Hello, I'm having trouble with my RKE2 cluster.. i...
# rke2
r
Hello, I'm having trouble with my RKE2 cluster.. its was running fine but suddenly the entire control plane died (node still accessible), but I have no idea how to fix it. When I tried to start rke2-server.service, it results in a endless loop of it trying to defrag etcd (1.6 GB - I tried increasing the quota in the config.yaml but doesn't seem to apply) and context deadline exceeded and there were also some logs about failed to revoke lease. I tried to use the command
ctr -a  /run/k3s/containerd/containerd.sock
but it also result in context deadline exceeded. Does anyone know what might be the issue or how I could potentially fix it?
h
how many etcd/control plane nodes do you have ? what version of RKE2? have you looked at this doc? https://gist.github.com/superseb/3b78f47989e0dbc1295486c186e944bf
r
Hihi, I have 3 control plane nodes (embedded etcd), its running v1.23.5, and yes I have seen this doc, have ensured the binaries and images are there but some of the commands doesn't work for me. I can't
kubectl
to check some things because the master nodes are all dead.

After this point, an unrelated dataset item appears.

// Copyright 2025 the Vantage Authors
// SPDX-License-Identifier: Apache-2.0 OR MIT

//! [`Host`](crate::Host) implementations for concrete scene graphs.

#[cfg(feature = "scene_adapter")]
pub mod scene;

I can't verify if any pods is running on the master node through ctr/crictl, but based on the context deadline exceeded, I can only assume the etcd are failing somehow, its just weird and random that this is happening only to master suddenly
h
then you will have to use
crictl
and
etcdctl
https://gist.github.com/superseb/3b78f47989e0dbc1295486c186e944bf#on-the-etcd-host-itself did you see
alarm:NOSPACE
with etcd?
journalctl -u rke2-server
r
I don't think so, I have also checked with
du -h
and I have more than sufficient space available on disk hmm
but when i ran
rke2 server --debug
, I saw like it was going to 127.0.0.1 and some port that is not 2379 or etcd kinda port number, then subsequently something like
Copy code
"Failed to test data store connection: context deadline exceeded"
I tried to do a "cluster-reset" on one of the control plane node as well, but when I tried to use the latest snapshot for restoration, it failed midway (didn't got a good look at why) but not doing restoration would work, not sure if it's possibly a corrupted etcd.